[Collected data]
----------
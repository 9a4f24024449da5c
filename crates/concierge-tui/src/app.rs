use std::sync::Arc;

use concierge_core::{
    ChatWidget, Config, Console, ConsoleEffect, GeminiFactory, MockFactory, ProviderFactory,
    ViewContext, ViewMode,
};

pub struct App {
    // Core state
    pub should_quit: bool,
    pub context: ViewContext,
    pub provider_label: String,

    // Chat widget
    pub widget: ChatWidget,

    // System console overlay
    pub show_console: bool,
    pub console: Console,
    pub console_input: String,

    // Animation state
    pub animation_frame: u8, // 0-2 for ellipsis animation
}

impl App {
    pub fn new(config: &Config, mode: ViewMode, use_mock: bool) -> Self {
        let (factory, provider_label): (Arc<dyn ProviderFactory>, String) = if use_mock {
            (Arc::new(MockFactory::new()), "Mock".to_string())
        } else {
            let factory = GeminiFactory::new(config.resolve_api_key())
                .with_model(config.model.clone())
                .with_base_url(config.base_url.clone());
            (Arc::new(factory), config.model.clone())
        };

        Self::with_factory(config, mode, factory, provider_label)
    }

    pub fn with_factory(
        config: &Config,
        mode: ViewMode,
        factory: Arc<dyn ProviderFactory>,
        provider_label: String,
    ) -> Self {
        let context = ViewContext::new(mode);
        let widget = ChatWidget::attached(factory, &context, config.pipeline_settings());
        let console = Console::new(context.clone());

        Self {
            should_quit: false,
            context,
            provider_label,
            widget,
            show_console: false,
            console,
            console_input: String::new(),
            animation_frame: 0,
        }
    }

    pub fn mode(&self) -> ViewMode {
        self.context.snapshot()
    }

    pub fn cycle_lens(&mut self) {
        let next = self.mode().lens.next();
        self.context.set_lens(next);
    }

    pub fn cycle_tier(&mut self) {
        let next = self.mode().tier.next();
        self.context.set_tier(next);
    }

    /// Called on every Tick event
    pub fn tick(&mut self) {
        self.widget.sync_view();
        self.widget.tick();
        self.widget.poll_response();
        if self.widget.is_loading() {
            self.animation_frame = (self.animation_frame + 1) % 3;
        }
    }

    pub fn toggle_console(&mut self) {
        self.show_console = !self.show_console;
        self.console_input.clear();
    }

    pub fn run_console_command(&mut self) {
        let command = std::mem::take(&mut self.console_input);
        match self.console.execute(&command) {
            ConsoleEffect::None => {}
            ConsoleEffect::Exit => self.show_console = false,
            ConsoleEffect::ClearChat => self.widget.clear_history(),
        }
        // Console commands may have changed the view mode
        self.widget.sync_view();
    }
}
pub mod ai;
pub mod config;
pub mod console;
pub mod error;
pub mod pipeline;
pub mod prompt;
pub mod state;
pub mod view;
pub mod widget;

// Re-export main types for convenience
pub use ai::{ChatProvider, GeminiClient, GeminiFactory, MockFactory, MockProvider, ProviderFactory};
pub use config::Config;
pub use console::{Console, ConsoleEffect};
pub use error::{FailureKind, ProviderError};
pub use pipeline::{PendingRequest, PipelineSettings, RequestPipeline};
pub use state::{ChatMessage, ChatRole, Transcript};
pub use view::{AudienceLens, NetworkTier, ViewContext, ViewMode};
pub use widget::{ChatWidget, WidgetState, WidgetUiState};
----------
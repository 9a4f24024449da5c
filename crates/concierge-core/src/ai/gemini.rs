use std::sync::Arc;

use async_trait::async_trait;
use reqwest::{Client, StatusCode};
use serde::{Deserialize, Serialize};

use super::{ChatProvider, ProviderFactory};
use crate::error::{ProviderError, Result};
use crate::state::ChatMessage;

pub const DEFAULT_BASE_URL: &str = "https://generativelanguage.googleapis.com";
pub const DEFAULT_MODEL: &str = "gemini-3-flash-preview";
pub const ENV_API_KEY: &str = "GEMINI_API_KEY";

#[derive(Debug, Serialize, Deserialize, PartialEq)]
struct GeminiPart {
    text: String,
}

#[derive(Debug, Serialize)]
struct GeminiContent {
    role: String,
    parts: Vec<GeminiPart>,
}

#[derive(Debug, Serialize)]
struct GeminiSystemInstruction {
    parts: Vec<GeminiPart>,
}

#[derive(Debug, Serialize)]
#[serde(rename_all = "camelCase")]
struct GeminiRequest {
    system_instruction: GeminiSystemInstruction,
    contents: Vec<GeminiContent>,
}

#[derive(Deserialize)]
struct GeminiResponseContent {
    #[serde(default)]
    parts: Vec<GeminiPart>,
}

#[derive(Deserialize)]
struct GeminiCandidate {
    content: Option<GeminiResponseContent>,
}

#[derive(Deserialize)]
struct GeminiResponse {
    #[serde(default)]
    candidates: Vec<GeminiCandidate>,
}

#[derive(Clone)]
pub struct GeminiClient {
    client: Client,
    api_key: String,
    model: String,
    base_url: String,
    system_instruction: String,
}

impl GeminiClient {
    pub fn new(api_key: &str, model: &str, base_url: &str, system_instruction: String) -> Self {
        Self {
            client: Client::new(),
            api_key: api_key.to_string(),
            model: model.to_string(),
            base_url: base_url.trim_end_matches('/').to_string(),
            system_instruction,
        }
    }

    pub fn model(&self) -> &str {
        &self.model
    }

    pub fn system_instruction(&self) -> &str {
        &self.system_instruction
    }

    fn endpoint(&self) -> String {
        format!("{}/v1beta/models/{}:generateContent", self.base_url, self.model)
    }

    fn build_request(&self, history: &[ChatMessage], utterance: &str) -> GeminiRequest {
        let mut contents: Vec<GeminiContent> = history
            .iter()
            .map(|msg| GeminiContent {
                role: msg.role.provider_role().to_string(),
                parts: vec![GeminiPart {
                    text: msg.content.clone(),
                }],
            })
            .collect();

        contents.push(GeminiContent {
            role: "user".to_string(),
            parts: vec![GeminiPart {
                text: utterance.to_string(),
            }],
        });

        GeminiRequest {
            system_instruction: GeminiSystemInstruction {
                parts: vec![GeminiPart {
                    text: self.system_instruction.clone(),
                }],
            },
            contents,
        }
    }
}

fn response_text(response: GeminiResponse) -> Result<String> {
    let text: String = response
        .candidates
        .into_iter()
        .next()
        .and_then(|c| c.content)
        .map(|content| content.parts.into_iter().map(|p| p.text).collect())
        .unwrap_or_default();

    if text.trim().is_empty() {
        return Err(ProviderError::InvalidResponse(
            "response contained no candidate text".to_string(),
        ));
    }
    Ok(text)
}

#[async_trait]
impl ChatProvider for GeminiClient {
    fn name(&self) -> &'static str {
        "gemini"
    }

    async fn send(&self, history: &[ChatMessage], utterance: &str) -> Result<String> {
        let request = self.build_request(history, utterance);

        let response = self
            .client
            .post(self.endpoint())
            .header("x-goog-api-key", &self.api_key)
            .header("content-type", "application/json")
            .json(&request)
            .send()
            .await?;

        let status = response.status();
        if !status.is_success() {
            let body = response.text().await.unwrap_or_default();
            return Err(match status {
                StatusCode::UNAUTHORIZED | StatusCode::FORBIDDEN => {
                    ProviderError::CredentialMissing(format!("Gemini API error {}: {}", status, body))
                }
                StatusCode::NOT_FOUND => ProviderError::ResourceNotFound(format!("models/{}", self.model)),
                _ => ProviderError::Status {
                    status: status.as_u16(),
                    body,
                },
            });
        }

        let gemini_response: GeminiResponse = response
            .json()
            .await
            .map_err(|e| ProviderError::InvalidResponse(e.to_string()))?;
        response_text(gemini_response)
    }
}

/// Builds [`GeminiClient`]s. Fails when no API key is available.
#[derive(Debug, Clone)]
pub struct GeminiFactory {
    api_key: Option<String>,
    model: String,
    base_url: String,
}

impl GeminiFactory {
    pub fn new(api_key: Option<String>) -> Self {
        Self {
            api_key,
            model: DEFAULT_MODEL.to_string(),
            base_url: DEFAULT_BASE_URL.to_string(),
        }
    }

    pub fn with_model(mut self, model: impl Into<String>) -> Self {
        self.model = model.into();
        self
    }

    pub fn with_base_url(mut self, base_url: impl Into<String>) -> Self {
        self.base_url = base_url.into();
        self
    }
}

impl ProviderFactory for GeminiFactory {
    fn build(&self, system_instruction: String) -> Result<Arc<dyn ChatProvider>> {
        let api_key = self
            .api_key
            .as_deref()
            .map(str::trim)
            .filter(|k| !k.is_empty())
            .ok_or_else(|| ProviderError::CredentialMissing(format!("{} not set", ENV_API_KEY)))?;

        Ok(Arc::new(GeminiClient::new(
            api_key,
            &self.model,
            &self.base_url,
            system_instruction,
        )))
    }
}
----------
Say how many lines in the entries contain the string "next". Nothing else belongs in the reply.

FINAL ANSWER. 5